[Saved entries]
········
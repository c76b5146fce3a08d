//! Log file header.
//!
//! ## Format
//!
//! ```text
//! | magic (4) | version (2) | flags (2) | committed length (8) |
//! ```
//!
//! All integers are little-endian. The header is reserved with
//! [`FLAG_IN_USE`] set when a log file is created and rewritten when the file
//! is closed cleanly. A header still carrying the flag marks a file that was
//! not closed, e.g. after a crash.

use crate::error::{CoreError, CoreResult};
use std::fs::File;
use std::io::Read;
use std::path::Path;

/// Size of the header in bytes.
pub const HEADER_SIZE: usize = 16;

/// Magic bytes identifying a log file.
pub const LOG_MAGIC: [u8; 4] = *b"BLOG";

/// Current header version.
pub const LOG_VERSION: u16 = 1;

/// Flag set while a writer has the file open.
pub const FLAG_IN_USE: u16 = 0x0001;

/// Decoded log file header.
#[derive(Debug, Clone, Copy, PartialEq, Eq)]
pub struct LogFileHeader {
    /// Format version.
    pub version: u16,
    /// Flag bits.
    pub flags: u16,
    /// Logical end of committed data, header included.
    pub committed_len: u64,
}

impl LogFileHeader {
    /// Header written when a file is created.
    #[must_use]
    pub const fn in_use() -> Self {
        Self {
            version: LOG_VERSION,
            flags: FLAG_IN_USE,
            committed_len: 0,
        }
    }

    /// Header written when a file is closed with `committed_len` bytes.
    #[must_use]
    pub const fn finalized(committed_len: u64) -> Self {
        Self {
            version: LOG_VERSION,
            flags: 0,
            committed_len,
        }
    }

    /// Returns `true` if the file was not closed cleanly.
    #[must_use]
    pub const fn is_in_use(&self) -> bool {
        self.flags & FLAG_IN_USE != 0
    }

    /// Encodes the header.
    #[must_use]
    pub fn encode(&self) -> [u8; HEADER_SIZE] {
        let mut bytes = [0u8; HEADER_SIZE];
        bytes[0..4].copy_from_slice(&LOG_MAGIC);
        bytes[4..6].copy_from_slice(&self.version.to_le_bytes());
        bytes[6..8].copy_from_slice(&self.flags.to_le_bytes());
        bytes[8..16].copy_from_slice(&self.committed_len.to_le_bytes());
        bytes
    }

    /// Decodes a header from the first [`HEADER_SIZE`] bytes of `bytes`.
    ///
    /// # Errors
    ///
    /// Returns an error if the input is too short, the magic does not match
    /// or the version is unsupported.
    pub fn decode(bytes: &[u8]) -> CoreResult<Self> {
        let header: &[u8; HEADER_SIZE] = bytes
            .get(..HEADER_SIZE)
            .and_then(|slice| slice.try_into().ok())
            .ok_or_else(|| {
                CoreError::invalid_format(format!(
                    "header too short: expected {HEADER_SIZE} bytes, got {}",
                    bytes.len()
                ))
            })?;

        if header[0..4] != LOG_MAGIC {
            return Err(CoreError::invalid_format(format!(
                "bad magic: {:?}",
                &header[0..4]
            )));
        }

        let version = u16::from_le_bytes([header[4], header[5]]);
        if version != LOG_VERSION {
            return Err(CoreError::invalid_format(format!(
                "unsupported version {version}, expected {LOG_VERSION}"
            )));
        }

        let flags = u16::from_le_bytes([header[6], header[7]]);
        let mut len = [0u8; 8];
        len.copy_from_slice(&header[8..16]);

        Ok(Self {
            version,
            flags,
            committed_len: u64::from_le_bytes(len),
        })
    }
}

/// What can be learned about a log file from outside a writer.
#[derive(Debug, Clone, Copy, PartialEq, Eq)]
pub struct LogFileInfo {
    /// The decoded header.
    pub header: LogFileHeader,
    /// Physical size of the file.
    pub file_len: u64,
}

impl LogFileInfo {
    /// Reads the header and size of the file at `path`.
    ///
    /// # Errors
    ///
    /// Returns an error if the file cannot be read or the header is invalid.
    pub fn read_from(path: &Path) -> CoreResult<Self> {
        let mut file = File::open(path)?;
        let file_len = file.metadata()?.len();

        let mut bytes = [0u8; HEADER_SIZE];
        file.read_exact(&mut bytes).map_err(|e| {
            if e.kind() == std::io::ErrorKind::UnexpectedEof {
                CoreError::invalid_format(format!("file too short for header: {file_len} bytes"))
            } else {
                CoreError::Io(e)
            }
        })?;

        Ok(Self {
            header: LogFileHeader::decode(&bytes)?,
            file_len,
        })
    }

    /// Returns `true` if the file was closed by its writer.
    #[must_use]
    pub const fn is_clean(&self) -> bool {
        !self.header.is_in_use()
    }

    /// Bytes past the committed end of a cleanly closed file.
    ///
    /// Always zero for a clean close; unknown (`None`) for a file still
    /// marked in use, since its committed length was never recorded.
    #[must_use]
    pub const fn trailing_bytes(&self) -> Option<u64> {
        if self.header.is_in_use() {
            None
        } else {
            Some(self.file_len.saturating_sub(self.header.committed_len))
        }
    }
}
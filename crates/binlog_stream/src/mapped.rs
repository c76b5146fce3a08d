//! Memory-mapped file stream: writes are copies into a pre-allocated map.

use crate::error::{StreamError, StreamResult};
use crate::options::MappedOptions;
use crate::stream::{OpenStream, OutputStream, StreamState};
use memmap2::{MmapMut, MmapOptions};
use std::fs::{File, OpenOptions};
use std::io;
use std::path::{Path, PathBuf};
use tracing::{debug, trace, warn};

/// A file stream that writes by copying into a memory-mapped region.
///
/// At open the file is resized to a fixed capacity and mapped in full.
/// Writes are bounds-checked copies into the map; nothing reaches the file
/// through a write system call.
///
/// # Positions
///
/// - `write_pos`: offset of the next write
/// - `sync_pos`: offset up to which the map has been synced to the file,
///   always `<= write_pos`
/// - `end_of_data`: high-water mark of valid data, never lowered by a write
///   earlier in the region, always `<= capacity`
///
/// # Durability
///
/// `sync()` flushes `[sync_pos, write_pos)` of the map with `msync`. Until
/// `close` (or `truncate`) trims the file, a crash can leave it at its full
/// pre-allocated capacity with unwritten trailing bytes past `end_of_data`.
///
/// # Example
///
/// ```no_run
/// use binlog_stream::{MappedFileStream, MappedOptions, OpenStream, OutputStream};
/// use std::path::Path;
///
/// let mut stream = MappedFileStream::new();
/// stream.open(Path::new("binlog.000001"), &MappedOptions::with_capacity(4096)).unwrap();
/// stream.write(b"event bytes").unwrap();
/// stream.sync().unwrap();
/// stream.close().unwrap(); // file is trimmed to 11 bytes
/// ```
#[derive(Debug)]
pub struct MappedFileStream {
    path: Option<PathBuf>,
    file: Option<File>,
    map: Option<MmapMut>,
    capacity: u64,
    /// Physical file size as last set by this stream.
    file_len: u64,
    write_pos: u64,
    sync_pos: u64,
    end_of_data: u64,
    state: StreamState,
}

impl MappedFileStream {
    /// Creates an unopened stream.
    #[must_use]
    pub fn new() -> Self {
        Self {
            path: None,
            file: None,
            map: None,
            capacity: 0,
            file_len: 0,
            write_pos: 0,
            sync_pos: 0,
            end_of_data: 0,
            state: StreamState::Unopened,
        }
    }

    /// Creates a stream and opens it on `path`.
    ///
    /// # Errors
    ///
    /// Returns an error if the file cannot be created, resized or mapped.
    pub fn create(path: &Path, options: &MappedOptions) -> StreamResult<Self> {
        let mut stream = Self::new();
        stream.open(path, options)?;
        Ok(stream)
    }

    /// Returns the path of the backing file, once opened.
    #[must_use]
    pub fn path(&self) -> Option<&Path> {
        self.path.as_deref()
    }

    /// Returns the fixed capacity of the mapped region.
    #[must_use]
    pub fn capacity(&self) -> u64 {
        self.capacity
    }

    /// Returns the offset of the next write.
    #[must_use]
    pub fn write_pos(&self) -> u64 {
        self.write_pos
    }

    /// Returns the offset up to which the region has been synced.
    #[must_use]
    pub fn sync_pos(&self) -> u64 {
        self.sync_pos
    }

    /// Returns the logical end of written data.
    #[must_use]
    pub fn end_of_data(&self) -> u64 {
        self.end_of_data
    }

    /// Returns the number of bytes that can still be written at `write_pos`.
    #[must_use]
    pub fn remaining(&self) -> u64 {
        self.capacity - self.write_pos
    }

    fn map_mut(&mut self) -> StreamResult<&mut MmapMut> {
        self.map
            .as_mut()
            .ok_or_else(|| StreamError::invariant("open stream has no mapping"))
    }

    fn file_ref(&self) -> StreamResult<&File> {
        self.file
            .as_ref()
            .ok_or_else(|| StreamError::invariant("open stream has no file handle"))
    }

    /// Makes sure the file backs the map up to `end`.
    ///
    /// After a truncate the file can be shorter than the map; touching a page
    /// past end-of-file would fault, so the file is grown back to capacity.
    fn ensure_backed(&mut self, end: u64) -> StreamResult<()> {
        if end <= self.file_len {
            return Ok(());
        }
        self.file_ref()?.set_len(self.capacity)?;
        debug!(
            from = self.file_len,
            to = self.capacity,
            "re-extended mapped file after truncate"
        );
        self.file_len = self.capacity;
        Ok(())
    }
}

impl Default for MappedFileStream {
    fn default() -> Self {
        Self::new()
    }
}

/// Maps the first `len` bytes of `file` for writing.
#[allow(unsafe_code)]
fn map_file(file: &File, len: usize) -> io::Result<MmapMut> {
    // SAFETY: the file is owned exclusively by the stream and was resized to
    // `len` before mapping. The stream only shrinks it through `truncate`,
    // and never touches mapped bytes past the current file size.
    unsafe { MmapOptions::new().len(len).map_mut(file) }
}

impl OpenStream for MappedFileStream {
    type Options = MappedOptions;

    fn open(&mut self, path: &Path, options: &MappedOptions) -> StreamResult<()> {
        if self.state != StreamState::Unopened {
            return Err(StreamError::AlreadyOpened);
        }
        if options.capacity == 0 {
            return Err(StreamError::invalid_input("mapped capacity must be non-zero"));
        }
        let len = usize::try_from(options.capacity).map_err(|_| {
            StreamError::invalid_input(format!(
                "mapped capacity {} exceeds the address space",
                options.capacity
            ))
        })?;

        if options.create_dirs {
            if let Some(parent) = path.parent() {
                std::fs::create_dir_all(parent)?;
            }
        }

        let file = OpenOptions::new()
            .read(true)
            .write(true)
            .create(true)
            .truncate(false)
            .open(path)?;

        // On any failure below `file` is dropped and the descriptor released.
        file.set_len(options.capacity)?;
        let map = map_file(&file, len)?;

        debug!(path = %path.display(), capacity = options.capacity, "opened mapped stream");

        self.path = Some(path.to_path_buf());
        self.file = Some(file);
        self.map = Some(map);
        self.capacity = options.capacity;
        self.file_len = options.capacity;
        self.write_pos = 0;
        self.sync_pos = 0;
        self.end_of_data = 0;
        self.state = StreamState::Open;
        Ok(())
    }
}

impl OutputStream for MappedFileStream {
    fn write(&mut self, data: &[u8]) -> StreamResult<()> {
        self.state.ensure_open()?;

        if data.is_empty() {
            return Ok(());
        }

        let end = self
            .write_pos
            .checked_add(data.len() as u64)
            .filter(|&end| end <= self.capacity)
            .ok_or(StreamError::CapacityViolation {
                offset: self.write_pos,
                len: data.len(),
                capacity: self.capacity,
            })?;

        self.ensure_backed(end)?;

        // Both bounds are <= capacity, which fits in usize.
        let start = self.write_pos as usize;
        let map = self.map_mut()?;
        map[start..start + data.len()].copy_from_slice(data);

        self.write_pos = end;
        if end > self.end_of_data {
            self.end_of_data = end;
        }
        Ok(())
    }

    fn seek(&mut self, offset: u64) -> StreamResult<()> {
        self.state.ensure_open()?;

        if offset > self.capacity {
            return Err(StreamError::CapacityViolation {
                offset,
                len: 0,
                capacity: self.capacity,
            });
        }

        self.write_pos = offset;
        self.sync_pos = offset;
        if offset > self.end_of_data {
            self.end_of_data = offset;
        }
        Ok(())
    }

    fn truncate(&mut self, offset: u64) -> StreamResult<()> {
        self.state.ensure_open()?;

        if offset > self.capacity {
            return Err(StreamError::CapacityViolation {
                offset,
                len: 0,
                capacity: self.capacity,
            });
        }

        self.file_ref()?.set_len(offset)?;
        self.file_len = offset;

        if offset < self.end_of_data {
            self.end_of_data = offset;
        }
        if self.write_pos > offset {
            self.write_pos = offset;
            self.sync_pos = offset;
        }

        debug!(offset, end_of_data = self.end_of_data, "truncated mapped stream");
        Ok(())
    }

    fn flush(&mut self) -> StreamResult<()> {
        // Writes land in the shared mapping, which the OS already sees.
        self.state.ensure_open()
    }

    fn sync(&mut self) -> StreamResult<()> {
        self.state.ensure_open()?;

        if self.sync_pos == self.write_pos {
            return Ok(());
        }

        let start = self.sync_pos as usize;
        let len = (self.write_pos - self.sync_pos) as usize;
        trace!(start, len, "syncing mapped range");
        self.map_mut()?.flush_range(start, len)?;

        self.sync_pos = self.write_pos;
        Ok(())
    }

    fn close(&mut self) -> StreamResult<()> {
        if self.state != StreamState::Open {
            return Ok(());
        }

        let mut first_error: Option<StreamError> = None;

        if self.sync_pos != self.write_pos {
            first_error = Some(StreamError::invariant(format!(
                "close with unsynced bytes: sync_pos {} != write_pos {}",
                self.sync_pos, self.write_pos
            )));
        } else if self.end_of_data < self.write_pos {
            first_error = Some(StreamError::invariant(format!(
                "end_of_data {} behind write_pos {}",
                self.end_of_data, self.write_pos
            )));
        }

        // Unmap before trimming the file underneath the mapping.
        drop(self.map.take());

        if let Some(file) = self.file.take() {
            if let Err(e) = file.set_len(self.end_of_data) {
                first_error.get_or_insert(StreamError::Io(e));
            }
        }

        self.state = StreamState::Closed;
        debug!(
            path = ?self.path,
            end_of_data = self.end_of_data,
            ok = first_error.is_none(),
            "closed mapped stream"
        );

        match first_error {
            Some(e) => Err(e),
            None => Ok(()),
        }
    }

    fn position(&self) -> u64 {
        self.write_pos
    }

    fn state(&self) -> StreamState {
        self.state
    }
}

impl Drop for MappedFileStream {
    fn drop(&mut self) {
        if let Err(e) = self.close() {
            warn!(path = ?self.path, error = %e, "failed to close mapped stream on drop");
        }
    }
}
········
▶ _Exercise requirements_
The answer must consist of each line from the entries that contains the string "Returns".

▶ _Exercise output_
    /// Returns `true` if the file was not closed cleanly.
    /// Returns an error if the input is too short, the magic does not match
    /// Returns an error if the file cannot be read or the header is invalid.
    /// Returns `true` if the file was closed by its writer.
    /// Returns an error if the file cannot be created, resized or mapped.
    /// Returns the path of the backing file, once opened.
    /// Returns the fixed capacity of the mapped region.
    /// Returns the offset of the next write.
    /// Returns the offset up to which the region has been synced.
    /// Returns the logical end of written data.
    /// Returns the number of bytes that can still be written at `write_pos`.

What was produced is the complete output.